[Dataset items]
----

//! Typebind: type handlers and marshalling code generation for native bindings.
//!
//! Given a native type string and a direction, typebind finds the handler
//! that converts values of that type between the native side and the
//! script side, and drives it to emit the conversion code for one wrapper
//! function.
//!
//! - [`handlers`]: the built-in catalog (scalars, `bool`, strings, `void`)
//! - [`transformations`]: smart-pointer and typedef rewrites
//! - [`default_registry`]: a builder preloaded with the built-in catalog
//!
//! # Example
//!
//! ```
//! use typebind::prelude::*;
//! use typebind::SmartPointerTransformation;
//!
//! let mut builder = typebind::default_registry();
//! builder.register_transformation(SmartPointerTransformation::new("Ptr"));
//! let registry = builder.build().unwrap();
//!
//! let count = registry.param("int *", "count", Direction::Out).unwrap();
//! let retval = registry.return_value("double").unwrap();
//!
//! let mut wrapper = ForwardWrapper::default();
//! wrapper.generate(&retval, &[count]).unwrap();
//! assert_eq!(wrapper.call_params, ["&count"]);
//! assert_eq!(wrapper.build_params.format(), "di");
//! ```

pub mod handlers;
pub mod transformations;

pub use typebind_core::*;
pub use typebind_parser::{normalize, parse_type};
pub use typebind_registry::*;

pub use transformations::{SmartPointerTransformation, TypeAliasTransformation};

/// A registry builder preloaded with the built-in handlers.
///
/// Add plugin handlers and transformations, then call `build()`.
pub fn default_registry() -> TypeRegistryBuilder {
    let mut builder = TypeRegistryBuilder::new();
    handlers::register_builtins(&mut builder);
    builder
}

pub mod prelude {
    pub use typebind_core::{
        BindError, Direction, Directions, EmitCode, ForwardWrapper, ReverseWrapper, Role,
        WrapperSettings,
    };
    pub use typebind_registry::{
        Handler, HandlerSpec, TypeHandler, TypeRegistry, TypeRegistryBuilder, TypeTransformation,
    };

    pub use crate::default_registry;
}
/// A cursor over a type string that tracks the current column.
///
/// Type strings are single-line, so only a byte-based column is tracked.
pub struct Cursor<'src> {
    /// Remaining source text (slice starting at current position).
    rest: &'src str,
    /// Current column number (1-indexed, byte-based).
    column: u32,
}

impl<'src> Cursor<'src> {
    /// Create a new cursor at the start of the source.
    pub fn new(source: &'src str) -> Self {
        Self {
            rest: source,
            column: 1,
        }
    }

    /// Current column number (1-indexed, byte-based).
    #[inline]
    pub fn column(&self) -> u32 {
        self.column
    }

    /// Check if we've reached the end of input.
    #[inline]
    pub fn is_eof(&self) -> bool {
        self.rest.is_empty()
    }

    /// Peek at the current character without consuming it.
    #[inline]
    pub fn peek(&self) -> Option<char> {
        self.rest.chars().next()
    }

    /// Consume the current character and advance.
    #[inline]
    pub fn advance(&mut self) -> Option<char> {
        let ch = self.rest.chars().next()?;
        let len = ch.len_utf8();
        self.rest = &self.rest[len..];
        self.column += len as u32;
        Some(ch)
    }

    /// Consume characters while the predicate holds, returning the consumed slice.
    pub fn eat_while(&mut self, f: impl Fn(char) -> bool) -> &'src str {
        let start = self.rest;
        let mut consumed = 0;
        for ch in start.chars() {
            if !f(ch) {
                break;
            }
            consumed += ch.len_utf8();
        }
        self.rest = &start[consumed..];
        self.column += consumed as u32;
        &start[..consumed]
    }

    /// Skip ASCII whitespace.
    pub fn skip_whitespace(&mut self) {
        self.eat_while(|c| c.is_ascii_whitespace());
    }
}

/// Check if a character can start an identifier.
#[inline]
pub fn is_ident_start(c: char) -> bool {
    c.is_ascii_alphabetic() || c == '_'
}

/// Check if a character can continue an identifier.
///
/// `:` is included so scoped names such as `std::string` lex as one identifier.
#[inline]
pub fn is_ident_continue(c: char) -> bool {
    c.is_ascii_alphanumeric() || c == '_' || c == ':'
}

----

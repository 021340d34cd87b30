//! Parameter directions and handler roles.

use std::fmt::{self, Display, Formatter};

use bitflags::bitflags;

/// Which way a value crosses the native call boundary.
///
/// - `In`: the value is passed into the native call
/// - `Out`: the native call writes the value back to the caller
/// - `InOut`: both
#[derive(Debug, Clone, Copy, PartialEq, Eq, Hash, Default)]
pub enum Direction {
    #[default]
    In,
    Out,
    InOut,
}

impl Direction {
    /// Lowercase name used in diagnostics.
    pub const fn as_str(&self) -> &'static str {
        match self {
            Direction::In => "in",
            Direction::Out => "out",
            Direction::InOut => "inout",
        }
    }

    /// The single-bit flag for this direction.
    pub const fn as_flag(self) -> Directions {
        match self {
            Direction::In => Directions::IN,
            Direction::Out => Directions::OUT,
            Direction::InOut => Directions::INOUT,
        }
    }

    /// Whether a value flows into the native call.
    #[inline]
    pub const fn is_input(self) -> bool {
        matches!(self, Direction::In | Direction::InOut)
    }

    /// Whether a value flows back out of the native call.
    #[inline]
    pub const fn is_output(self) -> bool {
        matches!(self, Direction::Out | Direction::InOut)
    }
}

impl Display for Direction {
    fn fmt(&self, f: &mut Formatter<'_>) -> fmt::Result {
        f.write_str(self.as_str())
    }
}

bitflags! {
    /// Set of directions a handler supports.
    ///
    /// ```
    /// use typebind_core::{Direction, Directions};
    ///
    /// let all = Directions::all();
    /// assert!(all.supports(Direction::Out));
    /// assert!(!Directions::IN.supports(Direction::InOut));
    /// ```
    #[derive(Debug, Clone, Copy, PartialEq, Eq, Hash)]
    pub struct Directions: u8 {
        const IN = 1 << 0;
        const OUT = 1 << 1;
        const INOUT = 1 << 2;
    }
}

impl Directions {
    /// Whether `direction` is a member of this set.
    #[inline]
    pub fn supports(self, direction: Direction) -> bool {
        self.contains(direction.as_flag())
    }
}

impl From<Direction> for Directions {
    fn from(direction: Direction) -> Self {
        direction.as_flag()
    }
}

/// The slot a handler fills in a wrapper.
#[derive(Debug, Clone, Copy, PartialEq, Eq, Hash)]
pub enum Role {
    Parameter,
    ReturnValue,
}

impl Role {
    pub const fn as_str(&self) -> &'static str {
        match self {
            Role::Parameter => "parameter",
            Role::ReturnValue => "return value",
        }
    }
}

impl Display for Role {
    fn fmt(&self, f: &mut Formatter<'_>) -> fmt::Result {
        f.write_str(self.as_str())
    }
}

----

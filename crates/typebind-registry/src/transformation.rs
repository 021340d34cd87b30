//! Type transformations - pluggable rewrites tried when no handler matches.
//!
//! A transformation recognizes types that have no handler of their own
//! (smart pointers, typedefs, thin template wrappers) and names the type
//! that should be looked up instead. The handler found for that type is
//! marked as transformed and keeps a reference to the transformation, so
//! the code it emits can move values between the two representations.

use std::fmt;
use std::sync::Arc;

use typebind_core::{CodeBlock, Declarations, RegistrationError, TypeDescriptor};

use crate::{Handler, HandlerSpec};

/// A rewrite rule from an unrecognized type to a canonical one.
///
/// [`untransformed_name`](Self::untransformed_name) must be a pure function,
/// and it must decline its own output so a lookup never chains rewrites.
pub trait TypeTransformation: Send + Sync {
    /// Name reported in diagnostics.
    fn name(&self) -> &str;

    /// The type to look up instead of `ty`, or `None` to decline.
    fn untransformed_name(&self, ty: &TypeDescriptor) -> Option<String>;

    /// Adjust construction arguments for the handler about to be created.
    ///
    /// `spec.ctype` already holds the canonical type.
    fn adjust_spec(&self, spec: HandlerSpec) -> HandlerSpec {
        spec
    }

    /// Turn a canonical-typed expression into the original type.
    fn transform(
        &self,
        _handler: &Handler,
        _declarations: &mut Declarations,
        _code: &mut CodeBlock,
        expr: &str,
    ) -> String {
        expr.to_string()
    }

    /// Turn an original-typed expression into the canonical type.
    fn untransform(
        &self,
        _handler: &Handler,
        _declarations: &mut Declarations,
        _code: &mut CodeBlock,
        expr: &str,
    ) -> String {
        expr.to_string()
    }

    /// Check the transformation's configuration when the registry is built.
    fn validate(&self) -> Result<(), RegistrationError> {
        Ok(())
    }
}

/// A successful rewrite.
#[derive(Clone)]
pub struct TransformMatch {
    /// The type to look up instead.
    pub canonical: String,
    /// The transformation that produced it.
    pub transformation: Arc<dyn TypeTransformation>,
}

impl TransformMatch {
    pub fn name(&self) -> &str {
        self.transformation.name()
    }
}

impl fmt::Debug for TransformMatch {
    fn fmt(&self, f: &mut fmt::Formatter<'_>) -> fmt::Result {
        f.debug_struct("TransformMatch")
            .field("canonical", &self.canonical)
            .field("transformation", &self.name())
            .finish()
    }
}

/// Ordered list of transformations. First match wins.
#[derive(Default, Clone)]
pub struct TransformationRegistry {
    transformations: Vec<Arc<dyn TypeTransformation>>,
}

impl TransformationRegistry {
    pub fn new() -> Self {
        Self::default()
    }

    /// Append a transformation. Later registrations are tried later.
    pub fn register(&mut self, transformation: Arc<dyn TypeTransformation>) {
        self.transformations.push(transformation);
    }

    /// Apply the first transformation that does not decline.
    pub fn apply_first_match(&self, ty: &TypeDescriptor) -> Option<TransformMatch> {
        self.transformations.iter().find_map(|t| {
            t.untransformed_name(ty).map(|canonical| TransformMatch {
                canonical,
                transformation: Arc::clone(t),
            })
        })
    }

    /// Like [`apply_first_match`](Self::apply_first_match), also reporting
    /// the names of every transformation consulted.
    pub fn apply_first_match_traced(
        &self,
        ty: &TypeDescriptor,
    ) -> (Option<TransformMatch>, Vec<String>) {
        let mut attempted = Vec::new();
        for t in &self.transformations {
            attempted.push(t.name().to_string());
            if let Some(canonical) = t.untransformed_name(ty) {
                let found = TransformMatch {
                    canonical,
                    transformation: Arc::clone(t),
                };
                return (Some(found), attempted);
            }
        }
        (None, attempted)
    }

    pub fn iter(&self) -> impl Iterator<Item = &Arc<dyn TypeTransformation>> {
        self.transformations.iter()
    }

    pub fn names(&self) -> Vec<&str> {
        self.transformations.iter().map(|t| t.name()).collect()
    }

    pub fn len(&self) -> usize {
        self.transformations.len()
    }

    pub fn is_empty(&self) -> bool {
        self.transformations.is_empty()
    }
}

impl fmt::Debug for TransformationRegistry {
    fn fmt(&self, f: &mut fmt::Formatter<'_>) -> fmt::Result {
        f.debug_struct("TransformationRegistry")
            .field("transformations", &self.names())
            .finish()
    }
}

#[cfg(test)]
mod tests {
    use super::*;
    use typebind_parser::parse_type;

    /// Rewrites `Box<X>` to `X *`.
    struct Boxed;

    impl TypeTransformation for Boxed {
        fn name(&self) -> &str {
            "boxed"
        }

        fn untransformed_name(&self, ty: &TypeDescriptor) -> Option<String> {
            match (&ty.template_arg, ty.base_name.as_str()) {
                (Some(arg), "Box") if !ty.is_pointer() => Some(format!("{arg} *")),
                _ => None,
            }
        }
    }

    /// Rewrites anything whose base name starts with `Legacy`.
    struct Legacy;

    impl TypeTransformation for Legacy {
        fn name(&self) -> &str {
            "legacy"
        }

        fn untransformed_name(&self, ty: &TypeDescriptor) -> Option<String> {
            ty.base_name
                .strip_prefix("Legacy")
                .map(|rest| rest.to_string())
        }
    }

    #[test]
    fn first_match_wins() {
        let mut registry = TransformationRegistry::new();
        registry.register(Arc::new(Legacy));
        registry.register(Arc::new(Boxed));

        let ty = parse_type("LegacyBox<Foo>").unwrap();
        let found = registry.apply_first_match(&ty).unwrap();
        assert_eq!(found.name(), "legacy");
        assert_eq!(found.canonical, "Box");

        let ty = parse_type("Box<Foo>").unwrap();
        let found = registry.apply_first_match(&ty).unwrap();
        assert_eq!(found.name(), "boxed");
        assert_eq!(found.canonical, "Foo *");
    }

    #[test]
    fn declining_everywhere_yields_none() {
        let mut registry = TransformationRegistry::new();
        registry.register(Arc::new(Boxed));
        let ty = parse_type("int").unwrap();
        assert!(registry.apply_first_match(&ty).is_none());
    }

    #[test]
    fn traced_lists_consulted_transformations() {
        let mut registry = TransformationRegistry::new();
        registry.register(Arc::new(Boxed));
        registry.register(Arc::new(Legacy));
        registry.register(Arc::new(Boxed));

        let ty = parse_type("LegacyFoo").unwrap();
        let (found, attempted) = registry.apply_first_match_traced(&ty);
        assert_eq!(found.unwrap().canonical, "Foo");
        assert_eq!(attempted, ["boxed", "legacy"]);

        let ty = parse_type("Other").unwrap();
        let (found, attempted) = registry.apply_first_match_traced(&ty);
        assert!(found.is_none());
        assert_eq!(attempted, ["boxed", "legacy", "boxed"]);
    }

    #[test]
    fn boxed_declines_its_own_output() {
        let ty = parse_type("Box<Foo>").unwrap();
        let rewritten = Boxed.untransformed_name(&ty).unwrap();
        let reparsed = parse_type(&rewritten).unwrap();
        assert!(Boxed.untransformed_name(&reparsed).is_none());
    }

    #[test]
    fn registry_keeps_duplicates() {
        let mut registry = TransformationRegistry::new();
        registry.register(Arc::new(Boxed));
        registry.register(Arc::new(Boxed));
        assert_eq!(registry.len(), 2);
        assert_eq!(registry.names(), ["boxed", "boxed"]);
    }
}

----

Problem description - Retype the entries above exactly, but only from the line containing "for native bindings." through the line containing "handlers::register_builtins(&mut builder);", both included.

Your response -
//! Typebind: type handlers and marshalling code generation for native bindings.
//!
//! Given a native type string and a direction, typebind finds the handler
//! that converts values of that type between the native side and the
//! script side, and drives it to emit the conversion code for one wrapper
//! function.
//!
//! - [`handlers`]: the built-in catalog (scalars, `bool`, strings, `void`)
//! - [`transformations`]: smart-pointer and typedef rewrites
//! - [`default_registry`]: a builder preloaded with the built-in catalog
//!
//! # Example
//!
//! ```
//! use typebind::prelude::*;
//! use typebind::SmartPointerTransformation;
//!
//! let mut builder = typebind::default_registry();
//! builder.register_transformation(SmartPointerTransformation::new("Ptr"));
//! let registry = builder.build().unwrap();
//!
//! let count = registry.param("int *", "count", Direction::Out).unwrap();
//! let retval = registry.return_value("double").unwrap();
//!
//! let mut wrapper = ForwardWrapper::default();
//! wrapper.generate(&retval, &[count]).unwrap();
//! assert_eq!(wrapper.call_params, ["&count"]);
//! assert_eq!(wrapper.build_params.format(), "di");
//! ```

pub mod handlers;
pub mod transformations;

pub use typebind_core::*;
pub use typebind_parser::{normalize, parse_type};
pub use typebind_registry::*;

pub use transformations::{SmartPointerTransformation, TypeAliasTransformation};

/// A registry builder preloaded with the built-in handlers.
///
/// Add plugin handlers and transformations, then call `build()`.
pub fn default_registry() -> TypeRegistryBuilder {
    let mut builder = TypeRegistryBuilder::new();
    handlers::register_builtins(&mut builder);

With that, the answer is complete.